Modele de hamac

L'actualité de la Ferme du Pichet

Des sous-ensembles aléatoires de différentes tailles jusqu`à 106 séquences uniques ont été échantillonnés à partir des deux jeux de données et traités par hamac. Le même ordinateur de bureau que dans la section précédente a été utilisé. Tous les paramètres ont été laissés à des valeurs par défaut, sauf pour la sélection de noyau de cluster après le clustering gourmand. Cinq pour cent des clusters les plus importants ont été sélectionnés pour les clusters supplémentaires dans chaque jeu de données (la valeur par défaut est 2,5% avec le maximum de 250 clusters). Le hamac at Twenty Mile est une collection de résidences de caractère riche en histoire, fière du patrimoine, méticuleusement adaptée aux goûts les plus exigeants, et en attente de votre arrivée. Les exécutions de MUSI et l`outil d`échantillonnage de Gibbs sur ces deux jeux de données pré-filtrés par hamac sont également indiqués. Les colonnes sont (à partir de la gauche): nom du jeu de données, nombre de séquences uniques dans le jeu de données, nom de l`outil, paramètres d`outil supplémentaires, durée d`exécution, nombre de clusters dans le résultat, nombre de séquences uniques dans le résultat, KLD calculé sur les colonnes MSA définies comme correspondance indiqué par hamac et KLD calculée sur toutes les colonnes MSA. Des efforts significatifs ont déjà été déployés dans le développement de méthodes logicielles pour le traitement des données peptidiques. Une partie de ces outils vise à traiter des données spécifiques aux problèmes, par exemple pour prédire les cibles contraignantes des molécules de MHC. Ces approches utilisent diverses techniques, y compris les modèles cachés de Markov (HMMs, Noguchi et al., 2002), l`échantillonnage de Gibbs (Nielsen et coll., 2004) et les réseaux neuronaux artificiels (Nielsen et Lund, 2009).

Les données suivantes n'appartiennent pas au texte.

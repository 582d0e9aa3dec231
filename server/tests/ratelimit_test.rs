//! Integration tests for the sliding-window rate limiter.
//!
//! Runs against the in-memory attempt store with a manual clock. The Redis
//! store has its own ignored suite in `redis_store_test.rs`.
//!
//! Run with: `cargo test --test ratelimit_test`

use std::sync::atomic::{AtomicUsize, Ordering};
use std::sync::Arc;

use async_trait::async_trait;
use chrono::{DateTime, TimeDelta, Utc};
use folio_server::ratelimit::{
    Attempt, AttemptStore, Clock, IdentifierKind, ManualClock, MemoryAttemptStore, RateLimitConfig,
    RateLimitRecord, RateLimiter, RecordKey, StoreError,
};

/// Helper to create a limiter over a fresh memory store.
fn create_test_limiter(config: RateLimitConfig) -> (RateLimiter, ManualClock) {
    let clock = ManualClock::new(Utc::now());
    let limiter = RateLimiter::with_clock(
        Arc::new(MemoryAttemptStore::new()),
        config,
        Arc::new(clock.clone()),
    );
    (limiter, clock)
}

/// Store that fails every call, as if Redis were down.
struct FailingStore;

#[async_trait]
impl AttemptStore for FailingStore {
    async fn prune(
        &self,
        _key: &RecordKey,
        _window_start: DateTime<Utc>,
        _now: DateTime<Utc>,
    ) -> Result<(), StoreError> {
        Err(StoreError::Unavailable("connection refused".into()))
    }

    async fn find(&self, _key: &RecordKey) -> Result<Option<RateLimitRecord>, StoreError> {
        Err(StoreError::Unavailable("connection refused".into()))
    }

    async fn append(
        &self,
        _key: &RecordKey,
        _attempt: Attempt,
        _window_start: DateTime<Utc>,
    ) -> Result<(), StoreError> {
        Err(StoreError::Unavailable("connection refused".into()))
    }

    async fn push(&self, _key: &RecordKey, _attempt: Attempt) -> Result<(), StoreError> {
        Err(StoreError::Unavailable("connection refused".into()))
    }

    async fn delete_idle(&self, _cutoff: DateTime<Utc>) -> Result<u64, StoreError> {
        Err(StoreError::Unavailable("connection refused".into()))
    }
}

/// Memory store whose atomic append is unavailable, forcing the two-step path.
#[derive(Default)]
struct NoAtomicAppendStore {
    inner: MemoryAttemptStore,
    append_calls: AtomicUsize,
}

#[async_trait]
impl AttemptStore for NoAtomicAppendStore {
    async fn prune(
        &self,
        key: &RecordKey,
        window_start: DateTime<Utc>,
        now: DateTime<Utc>,
    ) -> Result<(), StoreError> {
        self.inner.prune(key, window_start, now).await
    }

    async fn find(&self, key: &RecordKey) -> Result<Option<RateLimitRecord>, StoreError> {
        self.inner.find(key).await
    }

    async fn append(
        &self,
        _key: &RecordKey,
        _attempt: Attempt,
        _window_start: DateTime<Utc>,
    ) -> Result<(), StoreError> {
        self.append_calls.fetch_add(1, Ordering::SeqCst);
        Err(StoreError::Unavailable("scripting disabled".into()))
    }

    async fn push(&self, key: &RecordKey, attempt: Attempt) -> Result<(), StoreError> {
        self.inner.push(key, attempt).await
    }

    async fn delete_idle(&self, cutoff: DateTime<Utc>) -> Result<u64, StoreError> {
        self.inner.delete_idle(cutoff).await
    }
}

/// Memory store that yields before every operation so concurrent callers interleave.
#[derive(Default)]
struct YieldingStore {
    inner: MemoryAttemptStore,
}

#[async_trait]
impl AttemptStore for YieldingStore {
    async fn prune(
        &self,
        key: &RecordKey,
        window_start: DateTime<Utc>,
        now: DateTime<Utc>,
    ) -> Result<(), StoreError> {
        tokio::task::yield_now().await;
        self.inner.prune(key, window_start, now).await
    }

    async fn find(&self, key: &RecordKey) -> Result<Option<RateLimitRecord>, StoreError> {
        tokio::task::yield_now().await;
        self.inner.find(key).await
    }

    async fn append(
        &self,
        key: &RecordKey,
        attempt: Attempt,
        window_start: DateTime<Utc>,
    ) -> Result<(), StoreError> {
        tokio::task::yield_now().await;
        self.inner.append(key, attempt, window_start).await
    }

    async fn push(&self, key: &RecordKey, attempt: Attempt) -> Result<(), StoreError> {
        tokio::task::yield_now().await;
        self.inner.push(key, attempt).await
    }

    async fn delete_idle(&self, cutoff: DateTime<Utc>) -> Result<u64, StoreError> {
        self.inner.delete_idle(cutoff).await
    }
}

#[tokio::test]
async fn test_attempts_under_limit_are_allowed() {
    let (limiter, clock) = create_test_limiter(RateLimitConfig::default());

    for i in 0..3 {
        let result = limiter.check("ada@example.com", IdentifierKind::Email).await;
        assert!(result.allowed, "attempt {i} should be allowed");
        assert_eq!(result.total_attempts, i);
        assert_eq!(result.remaining, 2 - i);

        limiter
            .record_attempt("ada@example.com", IdentifierKind::Email, true)
            .await;
        clock.advance(TimeDelta::minutes(5));
    }
}

#[tokio::test]
async fn test_email_scenario_denies_fourth_attempt() {
    let (limiter, _clock) = create_test_limiter(RateLimitConfig::default());

    for _ in 0..3 {
        limiter.record_attempt("a@b.com", IdentifierKind::Email, true).await;
    }

    let result = limiter.check("a@b.com", IdentifierKind::Email).await;
    assert!(!result.allowed);
    assert_eq!(result.remaining, 0);
    assert_eq!(result.total_attempts, 3);
    assert!(result.reason.is_some());
}

#[tokio::test]
async fn test_reset_time_is_oldest_attempt_plus_window() {
    let (limiter, clock) = create_test_limiter(RateLimitConfig::default());
    let first = clock.now();

    limiter.record_attempt("a@b.com", IdentifierKind::Email, true).await;
    clock.advance(TimeDelta::minutes(10));
    limiter.record_attempt("a@b.com", IdentifierKind::Email, false).await;
    clock.advance(TimeDelta::minutes(10));
    limiter.record_attempt("a@b.com", IdentifierKind::Email, true).await;

    let denied = limiter.check("a@b.com", IdentifierKind::Email).await;
    assert!(!denied.allowed);
    assert_eq!(denied.reset_time, first + TimeDelta::hours(1));

    // One millisecond early is still denied
    clock.set(denied.reset_time - TimeDelta::milliseconds(1));
    assert!(!limiter.check("a@b.com", IdentifierKind::Email).await.allowed);

    // Exactly at resetTime the oldest attempt has left the window
    clock.set(denied.reset_time);
    let result = limiter.check("a@b.com", IdentifierKind::Email).await;
    assert!(result.allowed);
    assert_eq!(result.total_attempts, 2);
    assert_eq!(result.remaining, 0);
}

#[tokio::test]
async fn test_expired_attempt_is_not_counted() {
    let config = RateLimitConfig {
        email_limit: 1,
        ..Default::default()
    };
    let (limiter, clock) = create_test_limiter(config);

    limiter.record_attempt("a@b.com", IdentifierKind::Email, true).await;
    clock.advance(TimeDelta::hours(1) + TimeDelta::milliseconds(1));

    let result = limiter.check("a@b.com", IdentifierKind::Email).await;
    assert!(result.allowed);
    assert_eq!(result.total_attempts, 0);
}

#[tokio::test]
async fn test_identifiers_are_case_insensitive() {
    let (limiter, _clock) = create_test_limiter(RateLimitConfig::default());

    limiter
        .record_attempt("User@Example.com", IdentifierKind::Email, true)
        .await;

    let result = limiter.check("user@example.com", IdentifierKind::Email).await;
    assert_eq!(result.total_attempts, 1);
}

#[tokio::test]
async fn test_kinds_are_counted_separately() {
    let config = RateLimitConfig {
        email_limit: 1,
        ..Default::default()
    };
    let (limiter, _clock) = create_test_limiter(config);

    limiter.record_attempt("shared", IdentifierKind::Email, true).await;

    assert!(!limiter.check("shared", IdentifierKind::Email).await.allowed);
    let by_ip = limiter.check("shared", IdentifierKind::Ip).await;
    assert!(by_ip.allowed);
    assert_eq!(by_ip.total_attempts, 0);
}

#[tokio::test]
async fn test_record_then_check_sees_new_count() {
    let (limiter, _clock) = create_test_limiter(RateLimitConfig::default());

    for expected in 1..=5 {
        limiter.record_attempt("10.1.2.3", IdentifierKind::Ip, false).await;
        let result = limiter.check("10.1.2.3", IdentifierKind::Ip).await;
        assert_eq!(result.total_attempts, expected);
    }
}

#[tokio::test]
async fn test_failing_store_fails_open() {
    let clock = ManualClock::new(Utc::now());
    let limiter = RateLimiter::with_clock(
        Arc::new(FailingStore),
        RateLimitConfig::default(),
        Arc::new(clock.clone()),
    );

    let result = limiter.check("a@b.com", IdentifierKind::Email).await;
    assert!(result.allowed);
    assert_eq!(result.total_attempts, 0);
    assert_eq!(result.remaining, 2);

    // Neither recording nor cleanup propagates the failure
    limiter.record_attempt("a@b.com", IdentifierKind::Email, true).await;
    assert_eq!(limiter.cleanup().await, 0);

    // Stats are diagnostic and do report it
    let err = limiter.stats("a@b.com", IdentifierKind::Email).await.unwrap_err();
    assert!(matches!(err, StoreError::Unavailable(_)));
}

#[tokio::test]
async fn test_record_falls_back_when_append_fails() {
    let store = Arc::new(NoAtomicAppendStore::default());
    let clock = ManualClock::new(Utc::now());
    let limiter = RateLimiter::with_clock(
        store.clone(),
        RateLimitConfig::default(),
        Arc::new(clock.clone()),
    );

    limiter.record_attempt("a@b.com", IdentifierKind::Email, true).await;
    clock.advance(TimeDelta::hours(2));
    limiter.record_attempt("a@b.com", IdentifierKind::Email, true).await;

    assert_eq!(store.append_calls.load(Ordering::SeqCst), 2);

    let record = store
        .find(&RecordKey::new("a@b.com", IdentifierKind::Email))
        .await
        .unwrap()
        .expect("record exists");
    assert_eq!(record.attempts.len(), 1, "fallback path still prunes");
    assert_eq!(record.total_recorded, 2);
}

/// Create a limiter over a [`YieldingStore`] for multi-threaded tests.
fn create_yielding_limiter(config: RateLimitConfig) -> RateLimiter {
    RateLimiter::with_clock(
        Arc::new(YieldingStore::default()),
        config,
        Arc::new(ManualClock::new(Utc::now())),
    )
}

#[tokio::test(flavor = "multi_thread", worker_threads = 4)]
async fn test_concurrent_records_lose_no_updates() {
    let config = RateLimitConfig {
        ip_limit: 100,
        ..Default::default()
    };
    let limiter = create_yielding_limiter(config);

    let handles: Vec<_> = (0..50)
        .map(|i| {
            let limiter = limiter.clone();
            tokio::spawn(async move {
                limiter
                    .record_attempt("192.0.2.1", IdentifierKind::Ip, i % 2 == 0)
                    .await;
            })
        })
        .collect();
    for handle in handles {
        handle.await.unwrap();
    }

    let stats = limiter.stats("192.0.2.1", IdentifierKind::Ip).await.unwrap();
    assert_eq!(stats.total_attempts, 50);
    assert_eq!(stats.recent_attempts, 50);
    assert_eq!(stats.successful_attempts, 25);
}

#[tokio::test(flavor = "multi_thread", worker_threads = 4)]
async fn test_concurrent_checks_at_limit_are_all_denied() {
    let limiter = create_yielding_limiter(RateLimitConfig::default());
    for _ in 0..3 {
        limiter.record_attempt("a@b.com", IdentifierKind::Email, true).await;
    }

    let handles: Vec<_> = (0..20)
        .map(|_| {
            let limiter = limiter.clone();
            tokio::spawn(async move { limiter.check("a@b.com", IdentifierKind::Email).await })
        })
        .collect();

    for handle in handles {
        let result = handle.await.unwrap();
        assert!(!result.allowed);
        assert_eq!(result.remaining, 0);
        assert_eq!(result.total_attempts, 3);
    }
}

/// `check` does not reserve a slot, so tasks racing between check and
/// record can all be admitted. What holds is that every admitted attempt is
/// recorded and the limit applies again once the race is over.
#[tokio::test(flavor = "multi_thread", worker_threads = 4)]
async fn test_concurrent_check_then_record_records_every_admitted_attempt() {
    const TASKS: u32 = 10;
    let limiter = create_yielding_limiter(RateLimitConfig::default());
    let start = Arc::new(tokio::sync::Barrier::new(TASKS as usize));

    let handles: Vec<_> = (0..TASKS)
        .map(|_| {
            let limiter = limiter.clone();
            let start = start.clone();
            tokio::spawn(async move {
                start.wait().await;
                let result = limiter.check("a@b.com", IdentifierKind::Email).await;
                if result.allowed {
                    limiter.record_attempt("a@b.com", IdentifierKind::Email, true).await;
                }
                result.allowed
            })
        })
        .collect();

    let mut allowed = 0;
    for handle in handles {
        if handle.await.unwrap() {
            allowed += 1;
        }
    }

    // Fewer than `limit` admissions would mean every check saw room
    assert!((3..=TASKS).contains(&allowed), "allowed = {allowed}");

    let stats = limiter.stats("a@b.com", IdentifierKind::Email).await.unwrap();
    assert_eq!(stats.total_attempts, u64::from(allowed));
    assert_eq!(stats.recent_attempts, allowed);

    let after = limiter.check("a@b.com", IdentifierKind::Email).await;
    assert!(!after.allowed);
    assert_eq!(after.total_attempts, allowed);
}

#[tokio::test]
async fn test_cleanup_keeps_active_records() {
    let (limiter, clock) = create_test_limiter(RateLimitConfig::default());

    limiter.record_attempt("old@b.com", IdentifierKind::Email, true).await;
    clock.advance(TimeDelta::hours(20));
    limiter.record_attempt("new@b.com", IdentifierKind::Email, true).await;
    clock.advance(TimeDelta::hours(5));

    assert_eq!(limiter.cleanup().await, 1);

    let gone = limiter.stats("old@b.com", IdentifierKind::Email).await.unwrap();
    assert_eq!(gone.total_attempts, 0);
    let kept = limiter.stats("new@b.com", IdentifierKind::Email).await.unwrap();
    assert_eq!(kept.total_attempts, 1);
}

Il a été démontré que les domaines qui interagissent avec les peptides courts sont souvent poly-spécifiques, ce qui conduit à des corrélations entre les positions des résidus de motifs reconnus (Gfeller et al., 2011). Par conséquent, même pour un domaine de reconnaissance unique, il est nécessaire de capturer ces corrélations, qui peuvent être faites soit directement, avec l`utilisation, par exemple, des réseaux neuronaux artificiels (Andreatta et al., 2011), ou indirectement, en décrivant un motif avec corrélé positions par plusieurs motifs avec des positions non corrélées (Gfeller et al., 2011). La deuxième approche est mise en œuvre dans des outils utilisant plusieurs matrices de position-poids (également appelées matrices de notation spécifiques à la position) pour représenter des profils de spécificité multiples obtenus par diverses techniques, par exemple l`optimisation du modèle de mélange (Kim et coll., 2011) ou de l`échantillonnage de Gibbs (Andreatta et coll., 2012). Ces outils essaient d`être polyvalents et permettent de traiter les données peptidiques provenant de n`importe quelle source biologique, mais peuvent nécessiter une connaissance préalable des données, comme le nombre de grappes à identifier. Comparé aux outils existants, hamac est beaucoup plus rapide et peut traiter les ensembles de données de magnitude plus grandes, tout en atteignant la meilleure qualité de résultats de clustering. Une autre différence est que, avec les paramètres par défaut, hamac peut supprimer de nombreuses séquences du résultat, si elles ne correspondent pas à un cluster bien. Cette fonctionnalité est bénéfique dans le cas de jeux de données volumineux et bruyants et peut être utilisé en utilisant hamac comme un outil de dénoising. D`autre part, dans le cas de jeux de données petits et propres contenant des motifs de séquences subtiles seulement, ce comportement peut ne pas être désiré.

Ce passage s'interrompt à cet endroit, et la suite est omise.